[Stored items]
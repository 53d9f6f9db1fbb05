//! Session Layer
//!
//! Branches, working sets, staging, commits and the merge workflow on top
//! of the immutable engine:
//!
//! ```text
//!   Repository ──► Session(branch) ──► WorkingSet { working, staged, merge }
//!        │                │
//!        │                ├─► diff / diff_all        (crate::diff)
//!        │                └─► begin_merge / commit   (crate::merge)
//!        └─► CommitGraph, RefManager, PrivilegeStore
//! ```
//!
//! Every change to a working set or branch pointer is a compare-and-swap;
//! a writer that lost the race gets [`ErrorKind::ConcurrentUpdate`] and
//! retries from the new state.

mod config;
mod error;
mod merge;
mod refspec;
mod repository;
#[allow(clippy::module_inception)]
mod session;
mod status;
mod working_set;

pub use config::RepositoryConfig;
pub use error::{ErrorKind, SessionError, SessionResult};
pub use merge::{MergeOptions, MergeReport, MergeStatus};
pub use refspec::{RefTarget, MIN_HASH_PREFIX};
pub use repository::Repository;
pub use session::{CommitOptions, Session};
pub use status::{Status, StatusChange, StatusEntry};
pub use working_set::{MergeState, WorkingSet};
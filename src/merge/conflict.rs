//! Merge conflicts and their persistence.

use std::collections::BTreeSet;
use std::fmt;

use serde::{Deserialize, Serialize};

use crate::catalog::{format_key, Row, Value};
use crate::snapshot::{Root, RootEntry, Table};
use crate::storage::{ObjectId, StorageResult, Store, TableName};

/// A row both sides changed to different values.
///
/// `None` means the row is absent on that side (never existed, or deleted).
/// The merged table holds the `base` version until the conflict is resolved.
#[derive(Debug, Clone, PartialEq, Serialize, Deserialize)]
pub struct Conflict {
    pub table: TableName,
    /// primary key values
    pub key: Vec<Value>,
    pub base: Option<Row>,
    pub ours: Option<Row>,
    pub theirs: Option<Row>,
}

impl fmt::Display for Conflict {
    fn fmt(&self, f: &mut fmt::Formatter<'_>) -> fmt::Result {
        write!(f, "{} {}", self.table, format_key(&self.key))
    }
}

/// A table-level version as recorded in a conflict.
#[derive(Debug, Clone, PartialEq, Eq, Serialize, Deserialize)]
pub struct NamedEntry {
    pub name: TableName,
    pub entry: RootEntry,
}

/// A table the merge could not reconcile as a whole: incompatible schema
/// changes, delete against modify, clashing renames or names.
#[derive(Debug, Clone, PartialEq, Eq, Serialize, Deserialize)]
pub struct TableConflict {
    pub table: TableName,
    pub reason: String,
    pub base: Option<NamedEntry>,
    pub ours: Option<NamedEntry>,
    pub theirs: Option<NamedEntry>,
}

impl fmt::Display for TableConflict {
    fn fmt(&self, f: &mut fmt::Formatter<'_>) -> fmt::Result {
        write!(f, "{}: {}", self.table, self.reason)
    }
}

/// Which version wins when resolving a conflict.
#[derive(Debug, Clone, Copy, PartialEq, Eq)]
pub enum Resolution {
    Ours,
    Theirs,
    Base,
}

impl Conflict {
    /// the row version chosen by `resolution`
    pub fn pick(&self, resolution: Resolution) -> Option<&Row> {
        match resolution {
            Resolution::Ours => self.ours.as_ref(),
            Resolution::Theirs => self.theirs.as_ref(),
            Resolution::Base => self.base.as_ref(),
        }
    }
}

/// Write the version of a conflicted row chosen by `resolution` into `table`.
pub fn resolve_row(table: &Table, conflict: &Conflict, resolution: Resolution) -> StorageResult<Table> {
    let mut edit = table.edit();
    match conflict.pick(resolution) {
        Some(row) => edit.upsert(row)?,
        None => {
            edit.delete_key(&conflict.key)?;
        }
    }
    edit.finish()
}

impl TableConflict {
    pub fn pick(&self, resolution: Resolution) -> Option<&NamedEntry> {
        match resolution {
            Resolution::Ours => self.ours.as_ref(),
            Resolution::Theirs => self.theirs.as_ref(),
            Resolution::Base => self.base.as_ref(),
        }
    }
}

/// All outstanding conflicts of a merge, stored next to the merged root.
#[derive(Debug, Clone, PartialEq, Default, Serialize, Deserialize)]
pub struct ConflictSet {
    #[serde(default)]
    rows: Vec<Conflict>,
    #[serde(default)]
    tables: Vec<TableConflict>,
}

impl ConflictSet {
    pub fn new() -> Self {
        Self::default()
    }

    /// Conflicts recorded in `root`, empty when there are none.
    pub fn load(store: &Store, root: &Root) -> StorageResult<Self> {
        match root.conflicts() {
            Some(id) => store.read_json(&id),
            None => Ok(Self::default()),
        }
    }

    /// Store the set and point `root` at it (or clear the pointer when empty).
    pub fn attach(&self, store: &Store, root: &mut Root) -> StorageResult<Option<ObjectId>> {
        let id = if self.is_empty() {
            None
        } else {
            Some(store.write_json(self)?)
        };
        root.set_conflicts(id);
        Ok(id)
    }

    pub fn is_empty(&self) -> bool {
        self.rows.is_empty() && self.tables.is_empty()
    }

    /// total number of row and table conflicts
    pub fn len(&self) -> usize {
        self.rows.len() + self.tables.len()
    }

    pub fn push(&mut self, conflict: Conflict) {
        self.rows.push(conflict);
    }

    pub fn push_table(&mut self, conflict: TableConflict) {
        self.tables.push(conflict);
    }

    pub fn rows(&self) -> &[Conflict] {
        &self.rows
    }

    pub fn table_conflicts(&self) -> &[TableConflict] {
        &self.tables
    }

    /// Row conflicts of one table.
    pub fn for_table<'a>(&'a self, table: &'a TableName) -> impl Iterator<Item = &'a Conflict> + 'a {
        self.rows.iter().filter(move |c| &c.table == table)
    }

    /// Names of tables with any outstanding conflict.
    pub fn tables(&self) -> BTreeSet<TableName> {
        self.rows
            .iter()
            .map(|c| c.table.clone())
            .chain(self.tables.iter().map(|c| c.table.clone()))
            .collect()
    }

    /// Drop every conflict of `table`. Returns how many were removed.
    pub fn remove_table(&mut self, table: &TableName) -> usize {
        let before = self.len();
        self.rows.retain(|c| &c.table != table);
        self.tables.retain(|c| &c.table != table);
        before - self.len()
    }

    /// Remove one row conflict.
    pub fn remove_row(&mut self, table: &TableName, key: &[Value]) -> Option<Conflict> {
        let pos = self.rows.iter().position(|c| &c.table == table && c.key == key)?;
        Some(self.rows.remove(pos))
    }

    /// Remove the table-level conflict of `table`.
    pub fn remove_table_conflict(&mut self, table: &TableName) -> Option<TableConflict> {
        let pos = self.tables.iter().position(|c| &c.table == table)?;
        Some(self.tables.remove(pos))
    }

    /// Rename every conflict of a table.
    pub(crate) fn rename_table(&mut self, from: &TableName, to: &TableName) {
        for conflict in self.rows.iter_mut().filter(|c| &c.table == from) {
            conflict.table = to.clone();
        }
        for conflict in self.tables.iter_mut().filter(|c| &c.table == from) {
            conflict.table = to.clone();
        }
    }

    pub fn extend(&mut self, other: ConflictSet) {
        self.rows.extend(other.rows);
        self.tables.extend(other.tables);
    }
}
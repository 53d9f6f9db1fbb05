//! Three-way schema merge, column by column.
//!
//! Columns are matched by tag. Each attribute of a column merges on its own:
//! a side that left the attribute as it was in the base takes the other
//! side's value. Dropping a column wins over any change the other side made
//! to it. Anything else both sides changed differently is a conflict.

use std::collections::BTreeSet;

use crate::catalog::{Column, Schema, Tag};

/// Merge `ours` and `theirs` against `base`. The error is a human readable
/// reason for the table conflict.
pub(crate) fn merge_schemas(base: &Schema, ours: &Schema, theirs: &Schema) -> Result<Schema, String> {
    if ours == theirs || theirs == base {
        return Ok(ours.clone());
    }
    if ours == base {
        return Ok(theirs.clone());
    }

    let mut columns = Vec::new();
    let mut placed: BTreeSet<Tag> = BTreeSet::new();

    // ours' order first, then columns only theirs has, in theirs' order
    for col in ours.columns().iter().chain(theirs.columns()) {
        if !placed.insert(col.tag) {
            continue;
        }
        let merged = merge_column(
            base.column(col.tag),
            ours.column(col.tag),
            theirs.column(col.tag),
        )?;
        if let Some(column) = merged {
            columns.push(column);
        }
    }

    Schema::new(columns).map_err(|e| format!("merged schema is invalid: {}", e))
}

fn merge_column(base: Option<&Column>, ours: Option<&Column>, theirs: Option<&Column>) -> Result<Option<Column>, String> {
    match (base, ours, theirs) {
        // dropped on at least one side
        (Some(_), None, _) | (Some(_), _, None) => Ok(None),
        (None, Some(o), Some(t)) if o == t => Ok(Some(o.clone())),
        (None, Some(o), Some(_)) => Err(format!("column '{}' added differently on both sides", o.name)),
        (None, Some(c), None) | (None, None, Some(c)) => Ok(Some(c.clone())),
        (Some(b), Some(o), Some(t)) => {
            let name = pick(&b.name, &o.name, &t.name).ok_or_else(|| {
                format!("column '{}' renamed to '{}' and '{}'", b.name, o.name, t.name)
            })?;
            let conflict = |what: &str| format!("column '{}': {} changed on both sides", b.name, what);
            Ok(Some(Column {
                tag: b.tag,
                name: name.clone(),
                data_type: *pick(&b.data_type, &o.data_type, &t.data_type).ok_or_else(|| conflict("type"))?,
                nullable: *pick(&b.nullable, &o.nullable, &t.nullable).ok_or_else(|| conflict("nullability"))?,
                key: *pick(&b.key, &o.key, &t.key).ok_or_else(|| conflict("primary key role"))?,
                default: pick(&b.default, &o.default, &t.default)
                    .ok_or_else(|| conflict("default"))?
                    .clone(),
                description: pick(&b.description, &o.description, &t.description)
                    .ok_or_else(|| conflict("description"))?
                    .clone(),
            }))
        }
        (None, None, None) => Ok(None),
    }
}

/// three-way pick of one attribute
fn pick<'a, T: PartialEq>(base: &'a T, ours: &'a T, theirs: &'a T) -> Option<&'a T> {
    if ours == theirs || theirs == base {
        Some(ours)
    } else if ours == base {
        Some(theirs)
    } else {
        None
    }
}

* **Exercise details**
Please report every line of the records above that contains the word "other".

* **Task response**
    pub fn extend(&mut self, other: ConflictSet) {
        self.rows.extend(other.rows);
        self.tables.extend(other.tables);
//! a side that left the attribute as it was in the base takes the other
//! side's value. Dropping a column wins over any change the other side made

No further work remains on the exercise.